• _WHAT NEEDS TO BE DONE_:
Report each line of the data that includes the word "bool".

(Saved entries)
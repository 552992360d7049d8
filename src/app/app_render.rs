use ratatui::{
    Frame,
    layout::{Constraint, Layout, Rect},
    style::{Color, Modifier, Style},
    text::{Line, Span},
    widgets::{Block, Borders, Paragraph},
};

use super::app_state::App;
use crate::catalog::CatalogStatus;
use crate::search_bar::{self, SEARCH_BAR_HEIGHT};

const KEY_HINTS: &str = "Enter search · Tab pick · ↑↓ move · Esc clear/quit · Ctrl+C quit";

/// Render the whole UI
pub fn render(app: &mut App, frame: &mut Frame) {
    app.layout_regions.clear();

    let [search_area, results_area, status_area] = Layout::vertical([
        Constraint::Length(SEARCH_BAR_HEIGHT),
        Constraint::Min(3),
        Constraint::Length(1),
    ])
    .areas(frame.area());

    search_bar::render_bar(&mut app.search_bar, frame, search_area, &mut app.layout_regions);
    render_results(app, frame, results_area);
    render_status(app, frame, status_area);

    // Panel last so it floats over the results pane
    if let Some(input_area) = app.layout_regions.search_input {
        search_bar::render_suggestions(
            &mut app.search_bar,
            frame,
            input_area,
            &mut app.layout_regions,
        );
    }
}

fn render_results(app: &mut App, frame: &mut Frame, area: Rect) {
    let block = Block::default()
        .borders(Borders::ALL)
        .title(" Last search ")
        .border_style(Style::default().fg(Color::DarkGray));

    let lines: Vec<Line> = match &app.last_outcome {
        None => vec![Line::from(Span::styled(
            "Type a course code and press Enter, or pick a suggestion.",
            Style::default().fg(Color::DarkGray),
        ))],
        Some(outcome) => {
            let mut lines = vec![
                Line::from(vec![
                    Span::styled(
                        outcome.query.clone(),
                        Style::default().fg(Color::Cyan).add_modifier(Modifier::BOLD),
                    ),
                    Span::styled(
                        format!(
                            "  {} match{} · {}",
                            outcome.matches.len(),
                            if outcome.matches.len() == 1 { "" } else { "es" },
                            outcome.at.format("%H:%M:%S")
                        ),
                        Style::default().fg(Color::Gray),
                    ),
                ]),
                Line::from(""),
            ];

            if outcome.matches.is_empty() {
                lines.push(Line::from(Span::styled(
                    "No matching courses",
                    Style::default().fg(Color::Yellow),
                )));
            } else {
                lines.extend(outcome.matches.iter().map(|course| {
                    Line::from(vec![
                        Span::styled(
                            format!("  {}", course.course_code),
                            Style::default().fg(Color::White),
                        ),
                        Span::styled(
                            format!("  #{}", course.id),
                            Style::default().fg(Color::DarkGray),
                        ),
                    ])
                }));
            }
            lines
        }
    };

    frame.render_widget(Paragraph::new(lines).block(block), area);
    app.layout_regions.results_pane = Some(area);
}

fn render_status(app: &App, frame: &mut Frame, area: Rect) {
    let catalog_color = match app.search_bar.catalog().status() {
        CatalogStatus::Loading => Color::Yellow,
        CatalogStatus::Ready => Color::Green,
        CatalogStatus::Failed(_) => Color::Red,
    };

    let mut spans = vec![Span::styled(
        format!(" {} ", app.search_bar.catalog_summary()),
        Style::default().fg(catalog_color),
    )];

    if let Some(warning) = &app.config_warning {
        spans.push(Span::styled(
            format!("│ config: {} ", warning),
            Style::default().fg(Color::Red),
        ));
    }

    spans.push(Span::styled(
        format!("│ {}", KEY_HINTS),
        Style::default().fg(Color::DarkGray),
    ));

    frame.render_widget(Paragraph::new(Line::from(spans)), area);
}

#[cfg(test)]
#[path = "app_render_tests.rs"]
mod app_render_tests;
use ratatui::style::{Modifier, Style};
use tui_textarea::TextArea;

use super::filter::filter_courses;
use crate::catalog::{CatalogState, CatalogStatus, Course};

/// Invoked with `(query, matches)` on submit or suggestion selection
pub type SearchCallback = Box<dyn FnMut(&str, &[Course])>;

/// Live edit session of the input
///
/// `Editing` never holds an empty string; emptying the input returns to
/// `Idle`, which also hides the suggestion panel.
#[derive(Debug, Clone, PartialEq, Eq, Default)]
pub enum DraftState {
    #[default]
    Idle,
    Editing(String),
}

impl DraftState {
    pub fn from_text(text: &str) -> Self {
        if text.is_empty() {
            DraftState::Idle
        } else {
            DraftState::Editing(text.to_string())
        }
    }

    pub fn text(&self) -> &str {
        match self {
            DraftState::Idle => "",
            DraftState::Editing(text) => text,
        }
    }

    pub fn is_editing(&self) -> bool {
        matches!(self, DraftState::Editing(_))
    }
}

fn create_search_textarea() -> TextArea<'static> {
    let mut textarea = TextArea::default();
    textarea.set_cursor_line_style(Style::default());
    textarea.set_cursor_style(Style::default().add_modifier(Modifier::REVERSED));
    textarea.set_placeholder_text("Search by course code");
    textarea
}

/// State of the course search bar
pub struct SearchBar {
    textarea: TextArea<'static>,
    /// Last value typed, submitted or selected; the input itself shows the draft
    committed_value: String,
    draft: DraftState,
    catalog: CatalogState,
    /// Recomputed on every draft change, kept across submit
    suggestions: Vec<Course>,
    highlighted: Option<usize>,
    /// Suggestion rows that fit on screen at the last render; `None` until drawn
    row_limit: Option<usize>,
    on_search: SearchCallback,
}

impl SearchBar {
    pub fn new(catalog: CatalogState, on_search: SearchCallback) -> Self {
        Self {
            textarea: create_search_textarea(),
            committed_value: String::new(),
            draft: DraftState::Idle,
            catalog,
            suggestions: Vec::new(),
            highlighted: None,
            row_limit: None,
            on_search,
        }
    }

    /// Pick up the catalog fetch result, if any
    pub fn poll(&mut self) -> bool {
        self.catalog.poll()
    }

    /// Apply new input text
    ///
    /// Filters against whatever catalog is loaded right now; a catalog that
    /// arrives later is only seen on the next change.
    pub fn input_changed(&mut self, new_text: &str) {
        if self.current_text() != new_text {
            replace_text(&mut self.textarea, new_text);
        }

        self.draft = DraftState::from_text(new_text);
        self.committed_value = new_text.to_string();
        self.suggestions = filter_courses(self.catalog.courses(), new_text);
        self.highlighted = None;
    }

    /// Commit the typed value
    ///
    /// The callback receives the suggestions computed from the draft before it
    /// was cleared. An empty input is not submitted.
    pub fn submit(&mut self) -> bool {
        if !self.draft.is_editing() {
            log::debug!("Ignoring submit of empty search");
            return false;
        }

        self.end_edit();
        log::info!(
            "Search submitted: {:?} ({} matches)",
            self.committed_value,
            self.suggestions.len()
        );
        (self.on_search)(&self.committed_value, &self.suggestions);
        true
    }

    /// Commit a course code picked from the suggestions
    pub fn select(&mut self, code: &str) {
        self.end_edit();
        self.committed_value = code.to_string();

        log::info!("Suggestion selected: {:?}", code);
        (self.on_search)(&self.committed_value, &self.suggestions);
    }

    /// Select the visible suggestion at `index`
    pub fn select_at(&mut self, index: usize) -> bool {
        let Some(code) = self
            .selectable_suggestions()
            .get(index)
            .map(|course| course.course_code.clone())
        else {
            return false;
        };

        self.select(&code);
        true
    }

    /// Collapse the suggestion panel without notifying the caller
    pub fn clear(&mut self) {
        self.end_edit();
    }

    pub fn highlight_next(&mut self) {
        let count = self.selectable_suggestions().len();
        if count == 0 {
            return;
        }

        self.highlighted = Some(match self.highlighted {
            Some(i) => (i + 1) % count,
            None => 0,
        });
    }

    pub fn highlight_previous(&mut self) {
        let count = self.selectable_suggestions().len();
        if count == 0 {
            return;
        }

        self.highlighted = Some(match self.highlighted {
            Some(0) | None => count - 1,
            Some(i) => i - 1,
        });
    }

    /// Suggestions to render; empty unless the draft is being edited
    pub fn visible_suggestions(&self) -> &[Course] {
        if self.draft.is_editing() {
            &self.suggestions
        } else {
            &[]
        }
    }

    /// Visible suggestions that were actually drawn on screen
    pub fn selectable_suggestions(&self) -> &[Course] {
        let visible = self.visible_suggestions();
        match self.row_limit {
            Some(limit) => &visible[..visible.len().min(limit)],
            None => visible,
        }
    }

    /// Record how many suggestion rows the last render could show
    ///
    /// A highlight on a row that no longer fits is dropped.
    pub fn set_row_limit(&mut self, limit: usize) {
        self.row_limit = Some(limit);
        if self.highlighted.is_some_and(|i| i >= limit) {
            self.highlighted = None;
        }
    }

    pub fn suggestions(&self) -> &[Course] {
        &self.suggestions
    }

    pub fn highlighted(&self) -> Option<usize> {
        self.highlighted
    }

    pub fn draft(&self) -> &DraftState {
        &self.draft
    }

    pub fn committed_value(&self) -> &str {
        &self.committed_value
    }

    pub fn catalog(&self) -> &CatalogState {
        &self.catalog
    }

    /// One-line catalog summary for the status bar
    pub fn catalog_summary(&self) -> String {
        match self.catalog.status() {
            CatalogStatus::Loading => "loading catalog…".to_string(),
            CatalogStatus::Ready => format!("{} courses", self.catalog.courses().len()),
            CatalogStatus::Failed(_) => "catalog unavailable".to_string(),
        }
    }

    /// Stop accepting the catalog fetch result
    pub fn dispose(&mut self) {
        self.catalog.dispose();
    }

    pub fn textarea_mut(&mut self) -> &mut TextArea<'static> {
        &mut self.textarea
    }

    /// Text currently held by the input widget
    pub fn current_text(&self) -> &str {
        self.textarea
            .lines()
            .first()
            .map(|s| s.as_str())
            .unwrap_or("")
    }

    fn end_edit(&mut self) {
        self.draft = DraftState::Idle;
        self.highlighted = None;
        replace_text(&mut self.textarea, "");
    }
}

fn replace_text(textarea: &mut TextArea<'static>, text: &str) {
    textarea.move_cursor(tui_textarea::CursorMove::End);
    textarea.delete_line_by_head();
    textarea.insert_str(text);
}

#[cfg(test)]
#[path = "search_bar_state_tests.rs"]
mod search_bar_state_tests;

• _WORKED SOLUTION_:
    pub fn is_editing(&self) -> bool {
    pub fn poll(&mut self) -> bool {
    pub fn submit(&mut self) -> bool {
    pub fn select_at(&mut self, index: usize) -> bool {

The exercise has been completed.